Dassault Aviation of France is offering the Indian Navy (IN) its Rafale M carrier-borne fighter to operate off the Indigenous Aircraft Carrier-II (IAC-II) it plans to build from 2020-21.

In a presentation to the IN in New Delhi on 29 January, Dassault executives stressed the benefits of operating twin-engine Rafale Ms alongside the 36 Rafale Cs the Indian Air Force (IAF) is in advanced negotiations to acquire in flyaway condition. They emphasised that the ‘commonality factor’ in deploying Rafale Ms would operationally benefit the IN in sourcing spares and accessing the IAF’s maintenance, repair, and overhaul (MRO) facilities for the French fighters, industry sources have told IHS Jane’s .

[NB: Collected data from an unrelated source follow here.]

//! Operational HTTP endpoints.
//!
//! - `/healthz`  : liveness
//! - `/readyz`   : readiness (503 while under pressure)
//! - `/metrics`  : Prometheus text format
//! - `/pressure` : current verdict and snapshot as JSON

use axum::{
    extract::State,
    http::StatusCode,
    response::{IntoResponse, Response},
    Json,
};
use serde_json::json;

use crate::app_state::AppState;

pub async fn healthz() -> impl IntoResponse {
    (StatusCode::OK, "ok")
}

pub async fn readyz(State(state): State<AppState>) -> impl IntoResponse {
    if state.gate().is_under_pressure() {
        (StatusCode::SERVICE_UNAVAILABLE, "under pressure")
    } else {
        (StatusCode::OK, "ready")
    }
}

pub async fn metrics(State(state): State<AppState>) -> Response {
    let body = state.gate().render_metrics();

    (
        StatusCode::OK,
        [(axum::http::header::CONTENT_TYPE, "text/plain; version=0.0.4; charset=utf-8")],
        body,
    )
        .into_response()
}

pub async fn pressure(State(state): State<AppState>) -> Json<serde_json::Value> {
    let gate = state.gate();
    let verdict = gate.evaluate();
    Json(json!({
        "active": gate.is_active(),
        "under_pressure": verdict.under_pressure,
        "reason": verdict.reason,
        "kind": verdict.kind,
        "snapshot": gate.snapshot(),
    }))
}
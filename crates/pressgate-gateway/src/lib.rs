//! pressgate gateway library entry.
//!
//! Wires the sampler, the process metrics source, the admission gate and its
//! axum middleware, and the ops endpoints. Consumed by the binary
//! (`main.rs`) and by integration tests.

pub mod app_state;
pub mod config;
pub mod gate;
pub mod obs;
pub mod ops;
pub mod router;
pub mod sampler;
pub mod source;
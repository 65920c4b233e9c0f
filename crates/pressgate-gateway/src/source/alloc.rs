//! Heap accounting allocator.
//!
//! Install in a binary to make `heap_used_bytes` meaningful:
//!
//! ```ignore
//! #[global_allocator]
//! static HEAP: TrackingAllocator = TrackingAllocator::new();
//! ```

use std::alloc::{GlobalAlloc, Layout, System};
use std::sync::atomic::{AtomicU64, Ordering};

/// `System` allocator wrapper keeping a live-bytes counter.
pub struct TrackingAllocator {
    allocated: AtomicU64,
}

impl TrackingAllocator {
    pub const fn new() -> Self {
        Self {
            allocated: AtomicU64::new(0),
        }
    }

    /// Bytes currently allocated through this allocator.
    pub fn allocated(&self) -> u64 {
        self.allocated.load(Ordering::Relaxed)
    }
}

impl Default for TrackingAllocator {
    fn default() -> Self {
        Self::new()
    }
}

unsafe impl GlobalAlloc for TrackingAllocator {
    unsafe fn alloc(&self, layout: Layout) -> *mut u8 {
        let ptr = System.alloc(layout);
        if !ptr.is_null() {
            self.allocated.fetch_add(layout.size() as u64, Ordering::Relaxed);
        }
        ptr
    }

    unsafe fn alloc_zeroed(&self, layout: Layout) -> *mut u8 {
        let ptr = System.alloc_zeroed(layout);
        if !ptr.is_null() {
            self.allocated.fetch_add(layout.size() as u64, Ordering::Relaxed);
        }
        ptr
    }

    unsafe fn dealloc(&self, ptr: *mut u8, layout: Layout) {
        System.dealloc(ptr, layout);
        self.allocated.fetch_sub(layout.size() as u64, Ordering::Relaxed);
    }

    unsafe fn realloc(&self, ptr: *mut u8, layout: Layout, new_size: usize) -> *mut u8 {
        let new_ptr = System.realloc(ptr, layout, new_size);
        if !new_ptr.is_null() {
            let old = layout.size() as u64;
            let new = new_size as u64;
            if new >= old {
                self.allocated.fetch_add(new - old, Ordering::Relaxed);
            } else {
                self.allocated.fetch_sub(old - new, Ordering::Relaxed);
            }
        }
        new_ptr
    }
}
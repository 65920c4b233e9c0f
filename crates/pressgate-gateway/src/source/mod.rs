//! Metrics sources for a tokio process.
//!
//! - `delay`: scheduler-lag probe feeding a lock-free count/sum recorder
//! - `alloc`: opt-in global allocator that tracks live heap bytes
//! - `system`: `MetricsSource` impl combining the two with sysinfo process stats

pub mod alloc;
pub mod delay;
pub mod system;

pub use alloc::TrackingAllocator;
pub use delay::DelayRecorder;
pub use system::SystemMetricsSource;
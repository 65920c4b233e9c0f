//! `MetricsSource` for the current process.
//!
//! Resident memory and CPU usage come from sysinfo. A single process refresh
//! happens in `memory_usage`; `utilization_since_previous` reads the CPU usage
//! computed by that refresh, which sysinfo measures against the previous one.

use std::sync::Arc;
use std::time::Duration;

use sysinfo::{Pid, System};
use tokio::task::JoinHandle;

use pressgate_core::{MemoryUsage, MetricsSource};

use super::alloc::TrackingAllocator;
use super::delay::{spawn_probe, DelayRecorder};

pub struct SystemMetricsSource {
    delay: Arc<DelayRecorder>,
    probe: JoinHandle<()>,
    heap: Option<&'static TrackingAllocator>,
    system: System,
    pid: Option<Pid>,
    parallelism: f64,
    refreshes: u64,
}

impl SystemMetricsSource {
    /// Start the delay probe at `resolution`.
    ///
    /// # Panics
    /// Outside a tokio runtime, since the probe is spawned as a task.
    pub fn start(resolution: Duration) -> Self {
        let delay = Arc::new(DelayRecorder::default());
        let probe = spawn_probe(Arc::clone(&delay), resolution);

        let pid = match sysinfo::get_current_pid() {
            Ok(pid) => Some(pid),
            Err(e) => {
                tracing::warn!(error = %e, "current pid unavailable; resident memory and utilization disabled");
                None
            }
        };
        let parallelism = std::thread::available_parallelism()
            .map(|n| n.get() as f64)
            .unwrap_or(1.0);

        Self {
            delay,
            probe,
            heap: None,
            system: System::new(),
            pid,
            parallelism,
            refreshes: 0,
        }
    }

    /// Report heap usage from an installed `TrackingAllocator`.
    pub fn with_heap_tracker(mut self, heap: &'static TrackingAllocator) -> Self {
        self.heap = Some(heap);
        self
    }
}

impl MetricsSource for SystemMetricsSource {
    fn event_loop_delay_mean(&mut self) -> f64 {
        self.delay.mean_nanos()
    }

    fn reset_event_loop_delay(&mut self) {
        self.delay.reset();
    }

    fn memory_usage(&mut self) -> MemoryUsage {
        let heap_used_bytes = self.heap.map(TrackingAllocator::allocated).unwrap_or(0);

        let resident_bytes = match self.pid {
            Some(pid) if self.system.refresh_process(pid) => {
                self.refreshes += 1;
                self.system.process(pid).map(|p| p.memory()).unwrap_or(0)
            }
            _ => 0,
        };

        MemoryUsage {
            heap_used_bytes,
            resident_bytes,
        }
    }

    fn utilization_since_previous(&mut self) -> Option<f64> {
        // The first refresh has no baseline to diff against.
        if self.refreshes < 2 {
            return None;
        }
        let pid = self.pid?;
        let cpu_percent = self.system.process(pid)?.cpu_usage() as f64;
        Some(cpu_percent / 100.0 / self.parallelism)
    }
}

impl Drop for SystemMetricsSource {
    fn drop(&mut self) {
        self.probe.abort();
    }
}
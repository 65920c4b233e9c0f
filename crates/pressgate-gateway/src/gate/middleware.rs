//! Axum middleware entry point.
//!
//! Mount with `axum::middleware::from_fn_with_state(gate, pressure_gate)` on
//! the routes that should be protected.

use axum::{
    extract::{Request, State},
    middleware::Next,
    response::Response,
};

use super::Gate;

pub async fn pressure_gate(State(gate): State<Gate>, req: Request, next: Next) -> Response {
    let verdict = gate.evaluate();
    gate.on_request(req, verdict, next).await
}
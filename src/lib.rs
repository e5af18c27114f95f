// Search-and-filter discovery for a marketplace catalog screen.
//
// A `session::Session` owns one screen's state: the filter set, debounced
// authoritative searches, type-ahead suggestions, recent and popular
// searches, saved filter presets, favorites, and paged results. The outer
// surface feeds it `session::SessionInput`s and renders the published
// `view::RenderModel`.

pub mod api;
pub mod config;
pub mod error;
pub mod favorites;
pub mod models;
pub mod orchestrator;
pub mod pagination;
pub mod presets;
pub mod recent;
pub mod session;
pub mod storage;
pub mod suggest;
pub mod view;

#[cfg(test)]
mod test_utils;
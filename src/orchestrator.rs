// Turns filter and query edits into debounced, generation-tagged requests.
//
// The orchestrator is a plain state machine driven by an explicit clock:
// callers feed it edits with the time they happened, ask for the next
// deadline, and `poll` it once that deadline passes. It never performs
// I/O itself; it hands out `Command`s and later receives their results
// back together with the generation they were issued under.
//
// Two independent channels share this discipline:
//
// - the authoritative listing search, settled after `search_debounce` of
//   silence on any field;
// - the suggestion side-channel, settled after `suggest_debounce` of
//   silence on the query field, and only for queries of at least
//   `min_query_len` characters.
//
// Every settle bumps the channel's generation. A result whose generation
// is no longer current is discarded, so out-of-order completions can never
// overwrite a newer view.

use tokio::time::{Duration, Instant};
use tracing::{debug, info, warn};

use crate::error::DiscoveryError;
use crate::models::{FilterState, ListingPage, SearchRequest, SuggestionEntry};
use crate::pagination::PaginationController;

#[derive(Debug, Clone, Copy, PartialEq, Eq)]
pub struct Timings {
    pub search_debounce: Duration,
    pub suggest_debounce: Duration,
    pub min_query_len: usize,
    pub page_size: u32,
}

impl Default for Timings {
    fn default() -> Self {
        Self {
            search_debounce: Duration::from_millis(500),
            suggest_debounce: Duration::from_millis(200),
            min_query_len: 2,
            page_size: 20,
        }
    }
}

#[derive(Debug, Clone, PartialEq, Eq)]
pub struct SearchTicket {
    pub generation: u64,
    pub request: SearchRequest,
}

#[derive(Debug, Clone, PartialEq, Eq)]
pub struct SuggestTicket {
    pub generation: u64,
    pub query: String,
}

#[derive(Debug, Clone, PartialEq, Eq)]
pub enum Command {
    Search(SearchTicket),
    Suggest(SuggestTicket),
}

#[derive(Debug, Clone, PartialEq, Eq)]
pub enum SearchOutcome {
    /// Page accepted. `settled_query` is set for a fresh page 1 whose query
    /// should go into history and search tracking.
    Applied { settled_query: Option<String> },
    /// Right generation, wrong page number.
    Rejected,
    /// Superseded by a newer settle; ignored.
    Stale,
    Failed,
}

pub struct SearchOrchestrator {
    category_id: String,
    timings: Timings,
    filters: FilterState,
    pagination: PaginationController,
    suggestions: Vec<SuggestionEntry>,
    search_deadline: Option<Instant>,
    suggest_deadline: Option<Instant>,
    search_generation: u64,
    suggest_generation: u64,
    // Page-1 request of the current generation; load-more derives from it
    current_request: Option<SearchRequest>,
    // Settled but page 1 not yet applied; previous pages stay visible meanwhile
    awaiting_first_page: bool,
    error: Option<SearchFailure>,
}

// Last failure of the authoritative channel
#[derive(Debug, Clone, PartialEq, Eq)]
struct SearchFailure {
    message: String,
    retryable: bool,
}

impl From<&DiscoveryError> for SearchFailure {
    fn from(error: &DiscoveryError) -> Self {
        SearchFailure {
            message: error.to_string(),
            retryable: error.is_retryable(),
        }
    }
}

impl SearchOrchestrator {
    pub fn new(category_id: &str, timings: Timings) -> Self {
        Self {
            category_id: category_id.to_string(),
            timings,
            filters: FilterState::default(),
            pagination: PaginationController::new(),
            suggestions: Vec::new(),
            search_deadline: None,
            suggest_deadline: None,
            search_generation: 0,
            suggest_generation: 0,
            current_request: None,
            awaiting_first_page: false,
            error: None,
        }
    }

    pub fn filters(&self) -> &FilterState {
        &self.filters
    }

    pub fn pagination(&self) -> &PaginationController {
        &self.pagination
    }

    pub fn suggestions(&self) -> &[SuggestionEntry] {
        &self.suggestions
    }

    pub fn error(&self) -> Option<&str> {
        self.error.as_ref().map(|f| f.message.as_str())
    }

    /// Whether the current error is transient and `retry` will act on it.
    pub fn can_retry(&self) -> bool {
        self.error.as_ref().is_some_and(|f| f.retryable)
    }

    pub fn search_generation(&self) -> u64 {
        self.search_generation
    }

    pub fn next_deadline(&self) -> Option<Instant> {
        match (self.search_deadline, self.suggest_deadline) {
            (Some(a), Some(b)) => Some(a.min(b)),
            (a, b) => a.or(b),
        }
    }

    /// Free-text edit. Restarts both debounce windows; a query shorter than
    /// `min_query_len` clears suggestions right away and cancels any lookup
    /// still in flight.
    pub fn edit_query(&mut self, text: &str, now: Instant) {
        let previous = self.filters.normalized_query().to_string();
        self.filters.query = text.to_string();
        let query = self.filters.normalized_query();
        if query == previous {
            return;
        }

        self.search_deadline = Some(now + self.timings.search_debounce);
        if query.chars().count() >= self.timings.min_query_len {
            self.suggest_deadline = Some(now + self.timings.suggest_debounce);
        } else {
            self.clear_suggestions();
        }
    }

    /// Mutates filter fields other than the query. Returns whether anything
    /// changed; unchanged edits do not restart the debounce window.
    pub fn edit_filters<F>(&mut self, edit: F, now: Instant) -> bool
    where
        F: FnOnce(&mut FilterState),
    {
        let before = self.filters.clone();
        edit(&mut self.filters);
        let changed = self.filters != before;
        if changed {
            self.search_deadline = Some(now + self.timings.search_debounce);
        }
        changed
    }

    /// Wholesale replacement (applying a preset). Settles on the next poll
    /// without waiting for the debounce window.
    pub fn replace_filters(&mut self, filters: FilterState, now: Instant) {
        self.filters = filters;
        self.search_deadline = Some(now);
        self.clear_suggestions();
    }

    /// Re-issues the failed request. A failed page 1 settles again under a
    /// fresh generation; a failed later page is requested again. Permanent
    /// failures (auth, missing resource) are left alone.
    pub fn retry(&mut self, now: Instant) -> Option<Command> {
        if !self.can_retry() {
            return None;
        }
        if self.awaiting_first_page || self.current_request.is_none() {
            self.search_deadline = Some(now);
            None
        } else {
            self.load_more()
        }
    }

    /// Next page of the current generation, if one can be fetched now.
    pub fn load_more(&mut self) -> Option<Command> {
        if self.awaiting_first_page {
            return None;
        }
        let request = self.current_request.as_ref()?;
        let page = self.pagination.begin_load_more()?;
        self.error = None;
        debug!(generation = self.search_generation, page, "Loading more");
        Some(Command::Search(SearchTicket {
            generation: self.search_generation,
            request: request.for_page(page),
        }))
    }

    /// Fires every debounce window that has elapsed by `now`.
    pub fn poll(&mut self, now: Instant) -> Vec<Command> {
        let mut commands = Vec::new();

        if self.suggest_deadline.is_some_and(|d| d <= now) {
            self.suggest_deadline = None;
            let query = self.filters.normalized_query().to_string();
            if query.chars().count() >= self.timings.min_query_len {
                self.suggest_generation += 1;
                debug!(generation = self.suggest_generation, query = %query, "Suggestion lookup settled");
                commands.push(Command::Suggest(SuggestTicket {
                    generation: self.suggest_generation,
                    query,
                }));
            }
        }

        if self.search_deadline.is_some_and(|d| d <= now) {
            self.search_deadline = None;
            self.search_generation += 1;
            let request = self
                .filters
                .to_request(&self.category_id, 1, self.timings.page_size);
            info!(generation = self.search_generation, query = ?request.query, "Search settled");
            self.current_request = Some(request.clone());
            self.awaiting_first_page = true;
            self.error = None;
            self.pagination.expect_first_page();
            commands.push(Command::Search(SearchTicket {
                generation: self.search_generation,
                request,
            }));
        }

        commands
    }

    /// Applies the result of a search ticket.
    pub fn apply_search(
        &mut self,
        generation: u64,
        requested_page: u32,
        result: Result<ListingPage, DiscoveryError>,
    ) -> SearchOutcome {
        if generation != self.search_generation {
            debug!(generation, current = self.search_generation, "Discarding stale search response");
            return SearchOutcome::Stale;
        }

        let page = match result {
            Ok(page) => page,
            Err(e) => {
                warn!(generation, page = requested_page, error = %e, "Search request failed");
                self.pagination.fail_load_more();
                self.error = Some(SearchFailure::from(&e));
                return SearchOutcome::Failed;
            }
        };

        if requested_page == 1 && self.awaiting_first_page {
            if page.page_number != 1 {
                warn!(generation, received = page.page_number, "First page response carried another page number");
                self.pagination.fail_load_more();
                self.error = Some(SearchFailure::from(&DiscoveryError::Decode(format!(
                    "unexpected page {}",
                    page.page_number
                ))));
                return SearchOutcome::Failed;
            }
            // Previous pages are only dropped once their replacement is here
            self.pagination.reset();
            self.pagination.append_page(page);
            self.awaiting_first_page = false;
            self.error = None;
            let min_len = self.timings.min_query_len;
            let settled_query = self
                .current_request
                .as_ref()
                .and_then(|r| r.query.clone())
                .filter(|q| q.chars().count() >= min_len);
            return SearchOutcome::Applied { settled_query };
        }

        if self.pagination.append_page(page) {
            SearchOutcome::Applied { settled_query: None }
        } else {
            self.pagination.fail_load_more();
            SearchOutcome::Rejected
        }
    }

    /// Returns whether the entries were current and applied.
    pub fn apply_suggestions(&mut self, generation: u64, entries: Vec<SuggestionEntry>) -> bool {
        if generation != self.suggest_generation {
            debug!(generation, current = self.suggest_generation, "Discarding stale suggestions");
            return false;
        }
        self.suggestions = entries;
        true
    }

    fn clear_suggestions(&mut self) {
        self.suggest_deadline = None;
        // Invalidates any lookup still in flight
        self.suggest_generation += 1;
        self.suggestions.clear();
    }
}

India signed a memorandum of understating (MoU) with France for the 36 Rafale Cs during French president François Hollande’s visit to Delhi in late January, with officials saying a more binding inter-governmental agreement (IGA) on the procurement was imminent.

Dassault is believed to have agreed to set up two MRO facilities for the IAF’s Rafales.

In around 2001-02 the IN opted for 45 single- and dual-seat Russian Mikoyan MiG-29K/KUB fighters for two of its two aircraft carriers for about USD2.8 billion, primarily because the IAF had been operating MiG-29s since 1985. It reasoned that this would provide the MiG 29Ks – deliveries of which will be completed by 2017 – with easy access to spares and MRO support from a wider user base.

The IN’s selection at the time had also revived Mikoyan’s flagging MiG-29 naval variant programme by ensuring that the aircraft carriers INSVikramaditya (ex-Admiral Gorshkov ) and INS Vikrant , which is scheduled to join IN service in late 2018, embarked only these fighters.

The IN is currently conceptualising IAC-II (likely to be called INS Vishal ), especially the complement of 50-55 fixed- and rotary-wing aircraft it will carry, before starting to build it around 2020-21 and commissioning it a decade later.